The measurement of oestrone-3-glucuronide in urine by non-competitive idiometric assay.

We report a novel non-competitive idiometric assay for the measurement of oestrone-3-glucuronide (EG) in diluted urine. The method is based on the use of two types of anti-idiotypic antibody, the beta-type and alpha-type, that recognize different epitopes within the hypervariable region of the primary anti-EG antibody (Ab1). The beta-type anti-idiotypic antibody is analyte sensitive and competes with the analyte for an epitope of the primary antibody at the binding site. On the other hand, the alpha-type is analyte insensitive, but does not bind the Ab1 in the presence of the beta-type due to epitope proximity.
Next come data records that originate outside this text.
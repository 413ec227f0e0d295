//! Single-flight token refresh
//!
//! Concurrent requests that all discover an expiring token must not each
//! exchange the refresh token: most servers rotate it on use, so every
//! exchange after the first would fail. [`RefreshCoordinator`] collapses all
//! `refresh()` calls issued while an exchange is running onto that one
//! exchange.
//!
//! ```text
//! caller A ──refresh()──┐
//! caller B ──refresh()──┼──> [ pending exchange #7 ] ──> same Result to A, B, C
//! caller C ──refresh()──┘
//! caller D ──refresh()──────────────────────────────────> exchange #8
//!            (after #7 finished)
//! ```
//!
//! The exchange runs on its own task. Dropping a waiting caller never cancels
//! it, so the remaining waiters still observe the outcome.

use crate::credentials::CredentialService;
use crate::error::{AuthError, Result};
use crate::types::TokenLifetimes;
use core_runtime::events::{AuthEvent, CoreEvent, EventBus};
use futures::future::{BoxFuture, FutureExt, Shared};
use std::fmt;
use std::sync::atomic::{AtomicU64, Ordering};
use std::sync::Arc;
use tokio::sync::Mutex;
use tracing::{debug, info, warn};

type SharedRefresh = Shared<BoxFuture<'static, Result<()>>>;

struct PendingRefresh {
    generation: u64,
    outcome: SharedRefresh,
}

type PendingSlot = Arc<Mutex<Option<PendingRefresh>>>;

/// Collapses concurrent refresh requests into one credential exchange.
pub struct RefreshCoordinator {
    credentials: Arc<dyn CredentialService>,
    lifetimes: TokenLifetimes,
    pending: PendingSlot,
    started: Arc<AtomicU64>,
    event_bus: Option<EventBus>,
}

impl RefreshCoordinator {
    pub fn new(credentials: Arc<dyn CredentialService>, lifetimes: TokenLifetimes) -> Self {
        Self {
            credentials,
            lifetimes,
            pending: Arc::new(Mutex::new(None)),
            started: Arc::new(AtomicU64::new(0)),
            event_bus: None,
        }
    }

    /// Emits `TokenRefreshing`, `TokenRefreshed` and `AuthError` events.
    pub fn with_event_bus(mut self, event_bus: EventBus) -> Self {
        self.event_bus = Some(event_bus);
        self
    }

    pub fn lifetimes(&self) -> TokenLifetimes {
        self.lifetimes
    }

    pub fn credentials(&self) -> &Arc<dyn CredentialService> {
        &self.credentials
    }

    /// Refreshes the session, joining the exchange already in flight if any.
    ///
    /// Every caller that joins the same exchange receives the same result,
    /// including the same error. Failures are not retried.
    pub async fn refresh(&self) -> Result<()> {
        let outcome = {
            let mut pending = self.pending.lock().await;
            match pending.as_ref() {
                Some(in_flight) => {
                    debug!(
                        generation = in_flight.generation,
                        "Joining in-flight token refresh"
                    );
                    in_flight.outcome.clone()
                }
                None => {
                    let in_flight = self.start();
                    let outcome = in_flight.outcome.clone();
                    *pending = Some(in_flight);
                    outcome
                }
            }
        };

        outcome.await
    }

    /// Whether an exchange is currently running.
    pub async fn is_refreshing(&self) -> bool {
        self.pending.lock().await.is_some()
    }

    /// Number of credential exchanges started so far.
    pub fn refresh_count(&self) -> u64 {
        self.started.load(Ordering::SeqCst)
    }

    // Called with the pending slot locked, so the spawned task cannot clear
    // the slot before it has been filled.
    fn start(&self) -> PendingRefresh {
        let generation = self.started.fetch_add(1, Ordering::SeqCst) + 1;
        info!(generation, "Starting token refresh");
        emit(&self.event_bus, AuthEvent::TokenRefreshing);

        let credentials = Arc::clone(&self.credentials);
        let lifetimes = self.lifetimes;
        let slot = Arc::clone(&self.pending);
        let event_bus = self.event_bus.clone();

        let task = tokio::spawn(async move {
            let result = credentials.refresh(lifetimes).await;
            clear_slot(&slot, generation).await;

            match &result {
                Ok(()) => {
                    let expires_at = credentials
                        .access_token_expires_at()
                        .await
                        .map(|at| at.timestamp());
                    info!(generation, "Token refresh finished");
                    emit(&event_bus, AuthEvent::TokenRefreshed { expires_at });
                }
                Err(e) => {
                    warn!(generation, error = %e, "Token refresh failed");
                    emit(
                        &event_bus,
                        AuthEvent::AuthError {
                            message: e.to_string(),
                            recoverable: e.is_recoverable(),
                        },
                    );
                }
            }

            result
        });

        let slot = Arc::clone(&self.pending);
        let outcome = async move {
            match task.await {
                Ok(result) => result,
                Err(join_error) => {
                    clear_slot(&slot, generation).await;
                    warn!(generation, error = %join_error, "Token refresh task aborted");
                    Err(AuthError::Internal(format!(
                        "refresh task aborted: {}",
                        join_error
                    )))
                }
            }
        }
        .boxed()
        .shared();

        PendingRefresh {
            generation,
            outcome,
        }
    }
}

impl fmt::Debug for RefreshCoordinator {
    fn fmt(&self, f: &mut fmt::Formatter<'_>) -> fmt::Result {
        f.debug_struct("RefreshCoordinator")
            .field("lifetimes", &self.lifetimes)
            .field("refresh_count", &self.refresh_count())
            .finish()
    }
}

async fn clear_slot(slot: &PendingSlot, generation: u64) {
    let mut pending = slot.lock().await;
    if pending
        .as_ref()
        .map_or(false, |in_flight| in_flight.generation == generation)
    {
        *pending = None;
    }
}

fn emit(event_bus: &Option<EventBus>, event: AuthEvent) {
    if let Some(event_bus) = event_bus {
        let _ = event_bus.emit(CoreEvent::Auth(event));
    }
}
use thiserror::Error;

#[derive(Error, Debug)]
pub enum BridgeError {
    #[error("Bridge capability not available: {0}")]
    NotAvailable(String),

    #[error("Bridge operation failed: {0}")]
    OperationFailed(String),

    #[error("Invalid URL '{url}': {reason}")]
    InvalidUrl { url: String, reason: String },

    #[error("IO error: {0}")]
    Io(#[from] std::io::Error),
}

pub type Result<T> = std::result::Result<T, BridgeError>;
In the present format, reaction mixtures containing the europium labelled Ab1 are reacted sequentially with EG standards or diluted urine samples, with the beta-type anti-idiotypic antibody and biotinylated alpha-type anti-idiotypic antibody on immobilized streptavidin coated microtiter plates. After 1 h incubation, the fluorescence of europium is measured by a time-resolved fluorescence and is proportional to the concentration of EG over a range of 0-10 nmol/l. The method demonstrates good sensitivity, precision and comparability with an alternative competitive fluorescent immunoassay. The idiometric assay for EG may be applied for the monitoring of ovarian function in women and is suitable for dipstick technology.